HTTPS logo

The way in which Firefox caches intermediate CA certificates allows a third-party to deduce various details about website visitors and also link advertising profiles to private browsing sessions.

Before we go on, it is important that non-technical users understand what is an intermediate CA certificate.

At the top of the entire HTTPS infrastructure we have root CAs (Certificate Authorities), which are companies such as Comodo, Symantec, DigiSign, and others.

For security reasons, root CAs generate intermediate certificates, instead of using the main root certificate. This way, when an intermediate CA certificate gets compromised, the root CA continues to operate and doesn't have to revoke and replace certificates for all its clients, but only a few.

When a website owner comes to the root CA wanting to support HTTPS on their site, the root CA uses one of the intermediate CA certificates to generate a per-client server certificate.

Website owners use this certificate to generate per-visitor SSL certificates they send to users' browsers.

The entire certificates chain is complex, but when a user accesses a site, the web server, if properly configured must reply with both the intermediate CA certificate and the server certificate.

Correct way to load sites via HTTPS
Correct way to load sites via HTTPS

Unfortunately, not all server administrators implement HTTPS the correct way, and in some cases, you end up with the server sending only the server certificate, and not the intermediate CA certificate. This usually generates an error in the user's browser.

Incorrect way to load sites via HTTPS
Incorrect way to load sites via HTTPS

To speed up website loading operations, Firefox caches intermediate CA certificates.

According to security researcher Alexander Klink, this allows a third-party to test which intermediate CA certificates are already available in the Firefox cache via one simple test.

Simple test can reveal geographical location, browsing habits

Behind the user's back, a third-party (like an advertiser) can load content (such as favicons) from incorrectly configured HTTPS sites.

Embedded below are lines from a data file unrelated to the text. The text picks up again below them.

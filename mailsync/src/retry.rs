//! # Retry
//!
//! Module dedicated to the failure policy shared by every network
//! and file operation of a sync. The [`RetryPolicy`] tells how many
//! times an item can be attempted, how long to wait between two
//! attempts, how long a single attempt can last and how many
//! exhausted items a batch tolerates before it fails as a whole.

use std::{
    future::IntoFuture,
    sync::atomic::{AtomicUsize, Ordering},
    time::Duration,
};

use serde::{Deserialize, Serialize};
use tokio::time::{timeout, Timeout};
use tokio_util::sync::CancellationToken;
use tracing::debug;

/// The retry policy.
#[derive(Clone, Debug, Eq, PartialEq, Serialize, Deserialize)]
#[serde(rename_all = "kebab-case", default)]
pub struct RetryPolicy {
    /// The maximum number of attempts per item.
    pub max_attempts: usize,

    /// The delay before the second attempt, in milliseconds. The
    /// delay doubles after each failed attempt.
    pub backoff_ms: u64,

    /// The maximum delay between two attempts, in milliseconds.
    pub max_backoff_ms: u64,

    /// The number of exhausted items after which the whole batch
    /// fails.
    pub max_failures: usize,

    /// The maximum duration of one attempt, in milliseconds. An
    /// attempt that takes longer is considered failed.
    pub timeout_ms: u64,
}

impl Default for RetryPolicy {
    fn default() -> Self {
        Self {
            max_attempts: 3,
            backoff_ms: 500,
            max_backoff_ms: 10_000,
            max_failures: 5,
            timeout_ms: 30_000,
        }
    }
}

impl RetryPolicy {
    /// Compute the delay to wait after the given failed attempt
    /// (starting from 1).
    pub fn backoff(&self, attempt: usize) -> Duration {
        let exp = attempt.saturating_sub(1).min(31) as u32;
        let ms = self.backoff_ms.saturating_mul(2u64.saturating_pow(exp));
        Duration::from_millis(ms.min(self.max_backoff_ms))
    }

    pub fn timeout(&self) -> Duration {
        Duration::from_millis(self.timeout_ms)
    }

    /// Start retrying a new item.
    pub fn start(&self) -> Retry<'_> {
        Retry {
            policy: self,
            attempts: 0,
        }
    }
}

/// The state of an item after an attempt.
#[derive(Debug)]
pub enum RetryState<T, E> {
    /// The attempt succeeded.
    Ok(T),

    /// The attempt failed, another one can be made.
    Retry(E),

    /// The attempt failed and it was the last one.
    Exhausted(E),
}

/// The retry state of one item.
#[derive(Debug)]
pub struct Retry<'a> {
    policy: &'a RetryPolicy,
    pub attempts: usize,
}

impl Retry<'_> {
    /// Bound the given attempt with the timeout of the policy.
    pub fn timeout<F: IntoFuture>(&self, f: F) -> Timeout<F::IntoFuture> {
        timeout(self.policy.timeout(), f)
    }

    /// Register the result of an attempt.
    ///
    /// Errors that cannot be fixed by retrying are reported as
    /// exhausted straight away.
    pub fn next<T, E>(&mut self, res: Result<T, E>, retryable: impl Fn(&E) -> bool) -> RetryState<T, E> {
        match res {
            Ok(output) => RetryState::Ok(output),
            Err(err) => {
                self.attempts += 1;

                if retryable(&err) && self.attempts < self.policy.max_attempts {
                    RetryState::Retry(err)
                } else {
                    RetryState::Exhausted(err)
                }
            }
        }
    }

    /// Wait for the backoff delay of the last failed attempt.
    ///
    /// Returns `false` if the token got cancelled while waiting.
    pub async fn wait(&self, cancel: &CancellationToken) -> bool {
        let delay = self.policy.backoff(self.attempts);
        debug!(attempts = self.attempts, ?delay, "waiting before next attempt");
        sleep(delay, cancel).await
    }
}

/// Sleep for the given duration, unless the token gets cancelled.
///
/// Returns `false` if the token got cancelled.
pub async fn sleep(duration: Duration, cancel: &CancellationToken) -> bool {
    tokio::select! {
        _ = cancel.cancelled() => false,
        _ = tokio::time::sleep(duration) => true,
    }
}

/// The failure threshold of a batch.
///
/// Shared by all the tasks of a batch. When the threshold is reached
/// the given token is cancelled, which stops the remaining items.
#[derive(Debug)]
pub struct FailureThreshold {
    max: usize,
    count: AtomicUsize,
    cancel: CancellationToken,
}

impl FailureThreshold {
    pub fn new(policy: &RetryPolicy, cancel: CancellationToken) -> Self {
        Self {
            max: policy.max_failures.max(1),
            count: AtomicUsize::new(0),
            cancel,
        }
    }

    /// Register an exhausted item.
    ///
    /// Returns `true` if this failure reached the threshold.
    pub fn record(&self) -> bool {
        let count = self.count.fetch_add(1, Ordering::SeqCst) + 1;

        if count == self.max {
            debug!(count, "failure threshold reached, cancelling batch");
            self.cancel.cancel();
            true
        } else {
            false
        }
    }

    pub fn count(&self) -> usize {
        self.count.load(Ordering::SeqCst)
    }

    pub fn is_reached(&self) -> bool {
        self.count() >= self.max
    }
}

#[cfg(test)]
mod tests {
    use super::*;

    #[test]
    fn backoff_doubles_then_caps() {
        let policy = RetryPolicy::default();
        assert_eq!(policy.backoff(1), Duration::from_millis(500));
        assert_eq!(policy.backoff(2), Duration::from_millis(1000));
        assert_eq!(policy.backoff(3), Duration::from_millis(2000));
        assert_eq!(policy.backoff(10), Duration::from_millis(10_000));
        assert_eq!(policy.backoff(200), Duration::from_millis(10_000));
    }

    #[test]
    fn retry_until_exhausted() {
        let policy = RetryPolicy::default();
        let mut retry = policy.start();
        let always = |_: &&str| true;

        assert!(matches!(retry.next::<(), _>(Err("a"), always), RetryState::Retry("a")));
        assert!(matches!(retry.next::<(), _>(Err("b"), always), RetryState::Retry("b")));
        assert!(matches!(retry.next::<(), _>(Err("c"), always), RetryState::Exhausted("c")));
        assert_eq!(retry.attempts, 3);
    }

    #[test]
    fn non_retryable_error_is_exhausted() {
        let policy = RetryPolicy::default();
        let mut retry = policy.start();

        assert!(matches!(
            retry.next::<(), _>(Err("fatal"), |_| false),
            RetryState::Exhausted("fatal")
        ));
        assert!(matches!(retry.next(Ok::<_, &str>(42), |_| true), RetryState::Ok(42)));
    }

    #[test]
    fn threshold_cancels_batch() {
        let cancel = CancellationToken::new();
        let policy = RetryPolicy {
            max_failures: 2,
            ..Default::default()
        };
        let threshold = FailureThreshold::new(&policy, cancel.clone());

        assert!(!threshold.record());
        assert!(!cancel.is_cancelled());
        assert!(threshold.record());
        assert!(cancel.is_cancelled());
        assert!(!threshold.record());
        assert!(threshold.is_reached());
    }

    #[tokio::test]
    async fn timeout_bounds_attempts() {
        let policy = RetryPolicy {
            timeout_ms: 10,
            ..Default::default()
        };
        let retry = policy.start();

        assert!(retry.timeout(std::future::pending::<()>()).await.is_err());
        assert_eq!(retry.timeout(async { 42 }).await.unwrap(), 42);
    }

    #[tokio::test]
    async fn sleep_is_interrupted_by_cancellation() {
        let cancel = CancellationToken::new();
        cancel.cancel();
        assert!(!sleep(Duration::from_secs(60), &cancel).await);
        assert!(sleep(Duration::from_millis(1), &CancellationToken::new()).await);
    }
}
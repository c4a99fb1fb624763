//! Module dedicated to the CLI configuration.
//!
//! The configuration is read from an optional TOML file, then
//! overridden by command line arguments and environment variables.

use std::{fs, io, path::PathBuf};

use mailsync::{
    config::{SyncConfig, SyncDirection, SyncMode},
    imap::config::{ImapConfig, DEFAULT_PORT},
};
use serde::Deserialize;
use thiserror::Error;

/// The global `Error` enum of the module.
#[derive(Debug, Error)]
pub enum Error {
    #[error("cannot read configuration file {1}")]
    ReadConfigFileError(#[source] io::Error, PathBuf),
    #[error("cannot parse configuration file {1}")]
    ParseConfigFileError(#[source] toml::de::Error, PathBuf),
    #[error("cannot build IMAP configuration: missing {0}")]
    MissingImapParamError(&'static str),
}

/// The global `Result` alias of the module.
pub type Result<T> = std::result::Result<T, Error>;

/// The IMAP section of the configuration file.
///
/// All fields are optional since they can be given from the command
/// line or from the environment.
#[derive(Clone, Debug, Default, Deserialize)]
#[serde(rename_all = "kebab-case", default)]
pub struct ImapFileConfig {
    pub host: Option<String>,
    pub port: Option<u16>,
    pub login: Option<String>,
    pub password: Option<String>,
}

/// The configuration file.
///
/// Sync options live at the top level, IMAP options live in the
/// `[imap]` table.
#[derive(Clone, Debug, Default, Deserialize)]
#[serde(rename_all = "kebab-case", default)]
pub struct FileConfig {
    #[serde(flatten)]
    pub sync: SyncConfig,
    pub imap: ImapFileConfig,
}

impl FileConfig {
    pub fn from_path(path: PathBuf) -> Result<Self> {
        let content =
            fs::read_to_string(&path).map_err(|err| Error::ReadConfigFileError(err, path.clone()))?;
        toml::from_str(&content).map_err(|err| Error::ParseConfigFileError(err, path))
    }
}

/// The overrides given from the command line.
#[derive(Clone, Debug, Default)]
pub struct Overrides {
    pub host: Option<String>,
    pub port: Option<u16>,
    pub login: Option<String>,
    pub password: Option<String>,
    pub folder: Option<String>,
    pub dirs: Vec<PathBuf>,
    pub download_dir: Option<PathBuf>,
    pub limit: Option<usize>,
    pub remote_pool_size: Option<usize>,
    pub local_pool_size: Option<usize>,
    pub mode: Option<SyncMode>,
    pub direction: Option<SyncDirection>,
    pub cache_path: Option<PathBuf>,
}

impl FileConfig {
    /// Apply the given overrides, then split the configuration into
    /// its IMAP and sync parts.
    pub fn merge(self, overrides: Overrides) -> Result<(ImapConfig, SyncConfig)> {
        let Self { mut sync, imap } = self;

        let host = overrides
            .host
            .or(imap.host)
            .ok_or(Error::MissingImapParamError("host"))?;
        let login = overrides
            .login
            .or(imap.login)
            .ok_or(Error::MissingImapParamError("login"))?;
        let password = overrides
            .password
            .or(imap.password)
            .ok_or(Error::MissingImapParamError("password"))?;

        let mut imap_config = ImapConfig::new(host, login, password);
        imap_config.port = overrides.port.or(imap.port).unwrap_or(DEFAULT_PORT);

        if let Some(folder) = overrides.folder {
            sync.folder = folder;
        }
        if !overrides.dirs.is_empty() {
            sync.dirs = overrides.dirs;
        }
        if overrides.download_dir.is_some() {
            sync.download_dir = overrides.download_dir;
        }
        if overrides.limit.is_some() {
            sync.limit = overrides.limit;
        }
        if let Some(size) = overrides.remote_pool_size {
            sync.remote_pool_size = size;
        }
        if let Some(size) = overrides.local_pool_size {
            sync.local_pool_size = size;
        }
        if let Some(mode) = overrides.mode {
            sync.mode = mode;
        }
        if let Some(direction) = overrides.direction {
            sync.direction = direction;
        }
        if let Some(path) = overrides.cache_path {
            sync.cache_path = path;
        }

        Ok((imap_config, sync))
    }
}

#[cfg(test)]
mod tests {
    use std::path::PathBuf;

    use mailsync::config::SyncMode;

    use super::*;

    #[test]
    fn merge_file_and_overrides() {
        let config: FileConfig = toml::from_str(
            r#"
                folder = "Archive"
                dirs = ["/mail/cur", "/mail/new"]
                mode = "dry-sync"

                [retry]
                max-attempts = 5

                [imap]
                host = "imap.localhost"
                login = "alice"
            "#,
        )
        .unwrap();

        let overrides = Overrides {
            password: Some("secret".into()),
            mode: Some(SyncMode::Sync),
            ..Default::default()
        };

        let (imap, sync) = config.merge(overrides).unwrap();

        assert_eq!(imap.host, "imap.localhost");
        assert_eq!(imap.port, 993);
        assert_eq!(imap.password, "secret");
        assert_eq!(sync.folder, "Archive");
        assert_eq!(sync.dirs, vec![PathBuf::from("/mail/cur"), PathBuf::from("/mail/new")]);
        assert_eq!(sync.mode, SyncMode::Sync);
        assert_eq!(sync.retry.max_attempts, 5);
    }

    #[test]
    fn merge_without_credentials() {
        let overrides = Overrides {
            host: Some("imap.localhost".into()),
            ..Default::default()
        };

        let err = FileConfig::default().merge(overrides).unwrap_err();
        assert!(matches!(err, Error::MissingImapParamError("login")));
    }
}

Because many HTTPS sites share the same intermediate CA certificate, some will load correctly because the certificate will be available in the Firefox cache, even if the incorrectly configured HTTPS server does not actually send it.

If the load operation generates an error, then it means the user hasn't visited any of the sites that use that specific intermediate CA certificate.

This simple technique will allow an advertisers to know if the user has visited a certain set of websites.

"Certain CAs have customers mostly in one country or region," Klink explains. "A user who has the »Deutsche Bundestag CA« [German Parliament CA] cached is most probably located in Germany and probably at least somewhat interested in politics."

The type of information that someone can gather through this user fingerprinting technique is very limited, mostly to broad geographical location and browsing habits.

Nevertheless, this can be yet another method that advertisers can use to collect information on users, among the many they already have at their disposal, and improve the accuracy of their advertising profiles.

Test results from a demo site created by Klinke
Test results from a demo site created by Klink

Because Firefox uses the same certificates cache for public and private browsing sessions, advertisers can deanonymize private browsing sessions and link them to certain user profiles.

Test can be used by malware authors as well

Besides user privacy, the technique can also be used by malware authors.

"From an attacker’s perspective, this could also be used to check if the browser is running inside a malware analysis sandbox (which would probably have none or very few of the common intermediates cached) and delivering different content based on that information," Klink also noted.

Mozilla working on a fix

The researcher has already notified Mozilla of this fingerprinting vector, and the Foundation's engineers are in the middle of implementing telemetry systems to gather information if the intermediate certificate cache system is actually helping users or not. At the moment, it looks like it will take a while before Mozilla acts on this fingerprinting vector.

"The cleanest solution would obviously be to not connect to incorrectly configured servers, regardless of whether the intermediate is cached or not," said Klink. "Understandably, Mozilla is reluctant to implement that without knowing the impact."

The same fingerprinting vector also affects users of the Tor Browser, which is built on an older Firefox version, but the issue isn't as impactful.

"Tor Browser's current defense against cached certificate-based tracking is to set 'security.nocertdb' to true," said Firefox engineer Arthur Edelstein, meaning intermediate CA certificates aren't cached between browser sessions.

Klink has also put together a demo site to demonstrate his findings.